CHARLES F. MIKESELL, JR., 1942-2014

Business owner an active booster of youth sports

8/18/2014
BY TOM TROY
BLADE STAFF WRITER

Charles F. Mikesell, Jr., former owner of a local industrial distribution business who was active in supporting Bedford Public Schools, died following a long illness with multiple system atrophy Friday at Lutheran Village at Wolf Creek in Springfield Township. He was 72.

Mr. Mikesell was the president and chief executive officer of Capri Industrial Products, a company which he founded with partners in 1986 in Toledo. He later bought out the partners.

Born in Toledo to Charles and Dolores Mikesell, his family moved when he was very young to the Detroit area, according to daughter Elizabeth Taylor. He attended Detroit Catholic Central High School and graduated from the University of Detroit with a bachelor’s degree in education.

Mrs. Taylor said her father taught in a Catholic school in the Detroit area for a year and then went to work for the F.B. Wright Co. In 1974 he and his wife, the former Patricia Scanlan of Detroit, moved to the downriver suburb of Riverview, Mich.

Mr. Mikesell was active in sports as a coach, a spectator, and a booster. He started a group, “Save Our Sports,” to preserve Riverview school sports after a millage effort failed, Mrs. Taylor said. He was a member of the Riverview school board, president of the Riverview Athletic Booster Club, and was inducted into the Riverview Hall of Fame.

“He coached every sport imaginable for youth sports,” Mrs. Taylor said.

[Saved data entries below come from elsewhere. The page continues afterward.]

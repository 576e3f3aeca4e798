// Render bridge: plan in, MIDI file out.
//
// Orchestrates the back half of the pipeline for one HarmonyPlan:
// chord parsing, note assembly, groove humanization, and the MIDI sink.
// The parser and sink are pluggable collaborators held as trait objects;
// either may be absent. Rendering never fails. Every problem (missing
// collaborator, empty chord parse, sink error) becomes a `Degraded`
// outcome with a warning in the log, and the intended path is returned
// unchanged.
//
// A single RNG stream is seeded once per render and feeds the assembler
// first, then the humanizer, so a seeded render is fully reproducible.
//
// `render_phrase` is the one-shot entry point used by the CLI: phrase in,
// session and plan built internally, file named after the phrase.

use crate::assemble::NoteAssembler;
use crate::chord::{ChordParser, SymbolChordParser};
use crate::config::GeneratorConfig;
use crate::groove::GrooveHumanizer;
use crate::midi::{MidiSink, SmfSink, TrackRequest};
use crate::plan::HarmonyPlan;
use crate::rng::rng_for;
use crate::session::{InputOutcome, Session};
use serde::Serialize;
use std::path::{Path, PathBuf};
use std::time::{SystemTime, UNIX_EPOCH};
use tracing::{debug, warn};

/// Why a render produced no file.
#[derive(Debug, Clone, PartialEq, Eq, Serialize)]
#[serde(rename_all = "snake_case")]
pub enum DegradedReason {
    ParserUnavailable,
    /// The parser returned no chords for the plan's progression.
    NoChords,
    SinkUnavailable,
    SinkFailed(String),
}

impl std::fmt::Display for DegradedReason {
    fn fmt(&self, f: &mut std::fmt::Formatter<'_>) -> std::fmt::Result {
        match self {
            DegradedReason::ParserUnavailable => write!(f, "chord parser unavailable"),
            DegradedReason::NoChords => write!(f, "no chords parsed"),
            DegradedReason::SinkUnavailable => write!(f, "MIDI sink unavailable"),
            DegradedReason::SinkFailed(msg) => write!(f, "MIDI sink failed: {msg}"),
        }
    }
}

#[derive(Debug, Clone, PartialEq, Eq, Serialize)]
#[serde(rename_all = "snake_case")]
pub enum RenderStatus {
    Written { notes: usize },
    Degraded(DegradedReason),
}

#[derive(Debug, Clone, PartialEq, Eq, Serialize)]
pub struct RenderOutcome {
    pub path: PathBuf,
    pub status: RenderStatus,
}

impl RenderOutcome {
    pub fn is_written(&self) -> bool {
        matches!(self.status, RenderStatus::Written { .. })
    }
}

pub struct RenderBridge {
    parser: Option<Box<dyn ChordParser>>,
    sink: Option<Box<dyn MidiSink>>,
    config: GeneratorConfig,
}

impl RenderBridge {
    /// Bridge with the built-in symbol parser and SMF writer installed.
    pub fn probe(config: GeneratorConfig) -> Self {
        RenderBridge {
            parser: Some(Box::new(SymbolChordParser)),
            sink: Some(Box::new(SmfSink)),
            config,
        }
    }

    pub fn with_parser(mut self, parser: Option<Box<dyn ChordParser>>) -> Self {
        self.parser = parser;
        self
    }

    pub fn with_sink(mut self, sink: Option<Box<dyn MidiSink>>) -> Self {
        self.sink = sink;
        self
    }

    pub fn config(&self) -> &GeneratorConfig {
        &self.config
    }

    pub fn render(
        &self,
        plan: &HarmonyPlan,
        path: &Path,
        vulnerability: f64,
        seed: Option<u64>,
    ) -> RenderOutcome {
        let degraded = |reason: DegradedReason| {
            warn!(
                chords = %plan.progression(),
                path = %path.display(),
                %reason,
                "render degraded, no MIDI written"
            );
            RenderOutcome {
                path: path.to_path_buf(),
                status: RenderStatus::Degraded(reason),
            }
        };

        let Some(parser) = &self.parser else {
            return degraded(DegradedReason::ParserUnavailable);
        };
        let Some(sink) = &self.sink else {
            return degraded(DegradedReason::SinkUnavailable);
        };

        let chords = parser.parse(&plan.progression());
        if chords.is_empty() {
            return degraded(DegradedReason::NoChords);
        }

        let mut rng = rng_for(seed);
        let raw = NoteAssembler::new(&self.config).assemble_chords(plan, &chords, &mut rng);
        let humanizer =
            GrooveHumanizer::new(plan.complexity, vulnerability, self.config.groove.clone());
        let notes = humanizer.apply(&raw, &mut rng);
        let note_count = notes.len();
        debug!(raw = raw.len(), humanized = note_count, "performance ready");

        let track = &self.config.track;
        let request = TrackRequest {
            project_name: track.project_name.clone(),
            track_name: track.track_name.clone(),
            channel: track.channel.min(15),
            instrument: track.instrument.clone(),
            notes,
            tempo_bpm: plan.tempo_bpm,
            time_signature: plan.time_signature,
            ticks_per_quarter: self.config.ticks_per_quarter,
        };

        match sink.write(&request, path) {
            Ok(written) => RenderOutcome {
                path: written,
                status: RenderStatus::Written { notes: note_count },
            },
            Err(e) => degraded(DegradedReason::SinkFailed(e.to_string())),
        }
    }
}

/// Inputs for a one-shot phrase render.
#[derive(Debug, Clone)]
pub struct PhraseRequest {
    pub motivation: i64,
    pub chaos: f64,
    pub vulnerability: f64,
    pub seed: Option<u64>,
    pub output_dir: PathBuf,
}

impl Default for PhraseRequest {
    fn default() -> Self {
        PhraseRequest {
            motivation: 5,
            chaos: 0.5,
            vulnerability: 0.5,
            seed: None,
            output_dir: PathBuf::from("."),
        }
    }
}

/// What a phrase render decided and produced.
#[derive(Debug, Clone)]
pub struct PhraseRender {
    pub input: InputOutcome,
    pub plan: HarmonyPlan,
    pub outcome: RenderOutcome,
}

/// Output file name for a phrase: `heartwood_<clean>_<unix_secs>.mid`.
pub fn phrase_file_name(phrase: &str, unix_secs: u64) -> String {
    let mut clean = String::new();
    for c in phrase.to_lowercase().chars() {
        if c.is_ascii_lowercase() || c.is_ascii_digit() {
            clean.push(c);
        } else if !clean.ends_with('_') {
            clean.push('_');
        }
    }
    let clean: String = clean.chars().take(30).collect();
    let clean = clean.trim_matches('_');
    let clean = if clean.is_empty() { "untitled" } else { clean };
    format!("heartwood_{clean}_{unix_secs}.mid")
}

impl RenderBridge {
    pub fn render_phrase(&self, phrase: &str, request: &PhraseRequest) -> PhraseRender {
        let mut session = Session::new();
        session.set_scales(request.motivation, request.chaos);
        let input = session.process_input(phrase);
        let plan = session.generate_plan();

        let unix_secs = SystemTime::now()
            .duration_since(UNIX_EPOCH)
            .map(|d| d.as_secs())
            .unwrap_or(0);
        let path = request.output_dir.join(phrase_file_name(phrase, unix_secs));
        let outcome = self.render(&plan, &path, request.vulnerability, request.seed);
        PhraseRender {
            input,
            plan,
            outcome,
        }
    }
}

#[cfg(test)]
mod tests {
    use super::*;
    use crate::chord::ParsedChord;
    use crate::error::SinkError;
    use crate::note::NoteEvent;
    use std::cell::RefCell;
    use std::rc::Rc;

    /// Records what it was asked to write instead of touching the disk.
    /// Clones share the same buffer, so the test keeps one to inspect.
    #[derive(Clone, Default)]
    struct CaptureSink {
        notes: Rc<RefCell<Vec<NoteEvent>>>,
    }

    impl MidiSink for CaptureSink {
        fn write(&self, track: &TrackRequest, path: &Path) -> Result<PathBuf, SinkError> {
            *self.notes.borrow_mut() = track.notes.clone();
            Ok(path.to_path_buf())
        }
    }

    struct FailingSink;

    impl MidiSink for FailingSink {
        fn write(&self, _: &TrackRequest, _: &Path) -> Result<PathBuf, SinkError> {
            Err(SinkError::Io(std::io::Error::other("disk full")))
        }
    }

    struct EmptyParser;

    impl ChordParser for EmptyParser {
        fn parse(&self, _: &str) -> Vec<ParsedChord> {
            Vec::new()
        }
    }

    fn plan() -> HarmonyPlan {
        let mut session = Session::new();
        session.set_scales(5, 0.5);
        session.process_input("I feel so lost and alone");
        session.generate_plan()
    }

    fn capture() -> CaptureSink {
        CaptureSink::default()
    }

    #[test]
    fn test_render_writes_humanized_notes() {
        let sink = capture();
        let bridge = RenderBridge::probe(GeneratorConfig::default())
            .with_sink(Some(Box::new(sink.clone())));
        let plan = plan();
        let out = bridge.render(&plan, Path::new("x.mid"), 0.5, Some(42));
        let RenderStatus::Written { notes } = out.status else {
            panic!("expected written, got {:?}", out.status);
        };
        assert_eq!(notes, sink.notes.borrow().len());
        assert!(notes > 0);
        assert_eq!(out.path, PathBuf::from("x.mid"));
    }

    #[test]
    fn test_seeded_render_reproducible() {
        let plan = plan();
        let run = || {
            let sink = capture();
            let bridge = RenderBridge::probe(GeneratorConfig::default())
                .with_sink(Some(Box::new(sink.clone())));
            bridge.render(&plan, Path::new("x.mid"), 0.3, Some(7));
            sink.notes.borrow().clone()
        };
        assert_eq!(run(), run());
    }

    #[test]
    fn test_missing_collaborators_degrade() {
        let plan = plan();
        let path = Path::new("never.mid");

        let no_parser = RenderBridge::probe(GeneratorConfig::default()).with_parser(None);
        let out = no_parser.render(&plan, path, 0.5, Some(1));
        assert_eq!(out.status, RenderStatus::Degraded(DegradedReason::ParserUnavailable));
        assert_eq!(out.path, path);

        let no_sink = RenderBridge::probe(GeneratorConfig::default()).with_sink(None);
        let out = no_sink.render(&plan, path, 0.5, Some(1));
        assert_eq!(out.status, RenderStatus::Degraded(DegradedReason::SinkUnavailable));
    }

    #[test]
    fn test_empty_parse_degrades() {
        let bridge = RenderBridge::probe(GeneratorConfig::default())
            .with_parser(Some(Box::new(EmptyParser)));
        let out = bridge.render(&plan(), Path::new("y.mid"), 0.5, Some(1));
        assert_eq!(out.status, RenderStatus::Degraded(DegradedReason::NoChords));
        assert!(!out.is_written());
    }

    #[test]
    fn test_sink_failure_degrades() {
        let bridge =
            RenderBridge::probe(GeneratorConfig::default()).with_sink(Some(Box::new(FailingSink)));
        let out = bridge.render(&plan(), Path::new("z.mid"), 0.5, Some(1));
        match out.status {
            RenderStatus::Degraded(DegradedReason::SinkFailed(msg)) => {
                assert!(msg.contains("disk full"), "{msg}")
            }
            other => panic!("expected sink failure, got {other:?}"),
        }
        assert_eq!(out.path, PathBuf::from("z.mid"));
    }

    #[test]
    fn test_unwritable_resolution_degrades_without_panicking() {
        let mut config = GeneratorConfig::default();
        config.ticks_per_quarter = u16::MAX;
        let path = std::env::temp_dir().join("heartwood_unwritable_ppq.mid");
        let out = RenderBridge::probe(config).render(&plan(), &path, 0.5, Some(1));
        match out.status {
            RenderStatus::Degraded(DegradedReason::SinkFailed(msg)) => {
                assert!(msg.contains("65535"), "{msg}")
            }
            other => panic!("expected sink failure, got {other:?}"),
        }
        assert_eq!(out.path, path);
        assert!(!path.exists());
    }

    #[test]
    fn test_phrase_file_name() {
        assert_eq!(
            phrase_file_name("I feel so lost & alone!", 1700000000),
            "heartwood_i_feel_so_lost_alone_1700000000.mid"
        );
        assert_eq!(phrase_file_name("   ", 5), "heartwood_untitled_5.mid");
        assert_eq!(phrase_file_name("", 5), "heartwood_untitled_5.mid");
        let long = phrase_file_name("the quick brown fox jumps over the lazy dog", 1);
        assert_eq!(long, "heartwood_the_quick_brown_fox_jumps_over_1.mid");
    }

    #[test]
    fn test_render_phrase_uses_session() {
        let sink = capture();
        let bridge = RenderBridge::probe(GeneratorConfig::default())
            .with_sink(Some(Box::new(sink.clone())));
        let request = PhraseRequest {
            seed: Some(3),
            output_dir: PathBuf::from("out"),
            ..PhraseRequest::default()
        };
        let result = bridge.render_phrase("so angry I could scream", &request);
        assert!(result.outcome.is_written());
        assert!(result.outcome.path.starts_with("out"));
        assert_eq!(result.plan.length_bars, 32);
    }
}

In 1993, the family moved to Lambertville to be closer to his work and to be able to spend more time at home, Mrs. Taylor said.

He continued to be actively involved in sports, and in 1997 served on a committee to pass a technology levy in the Bedford district.

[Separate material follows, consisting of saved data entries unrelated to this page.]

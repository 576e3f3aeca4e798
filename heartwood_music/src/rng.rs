// Seed resolution for the stochastic stages.
//
// An explicit seed gives a reproducible stream. Without one, the seed is
// drawn from the OS-seeded thread generator in `rand`; this is the only
// non-deterministic input anywhere in the pipeline. All actual draws still
// go through `HumanRng`.

use heartwood_prng::HumanRng;
use tracing::debug;

pub fn rng_for(seed: Option<u64>) -> HumanRng {
    HumanRng::new(seed.unwrap_or_else(entropy_seed))
}

fn entropy_seed() -> u64 {
    let seed = rand::random::<u64>();
    debug!(seed, "no seed given, drew one from OS entropy");
    seed
}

“If we don’t somehow take the time to give our students the tools to compete, we are really short-changing them,” Mr. Mikesell said at that time in support of the levy, according to a 1997 Blade story.

Mrs. Taylor said he started the football program for junior high school students and coached the freshman football team in the late 1990s.

“My Dad was a man of service. He did everything to help everyone, to put everyone’s needs above his own. He was a great communicator, very well spoken. He just was dynamic, one of those people other people wanted to be around,” she said. She said he was diagnosed with multiple system atrophy 10 years ago.

Son George Mikesell said his father worked for F.B. Wright for 20 years before starting his own distributorship selling industrial products made of rubbers and plastics used in manufacturing cars, including at the Jeep factory in Toledo. The late Mr. Mikesell remained active in the business until about 2010, and in 2012 George took over the business and relocated it to Newport, Mich.

He said his father had “a very wonderful business mind.”

Mr. Mikesell is survived by his wife of 49 years, Patricia Mikesell; daughters, Anne Pippin, Elizabeth Taylor, and Mary Mikesell; sons, George, Timothy, Charles, John, and Joseph; sister, Susan Rizzuto, and 13 grandchildren.

A funeral Mass will be celebrated 10:30 a.m. today in St. Joan of Arc Church, 5856 Heatherdowns Blvd. Arrangements were handled by the Newcomer Funeral Home, Southwest Chapel.

Memorial contributions may be made to the National Organization of Rare Diseases for multiple system atrophy.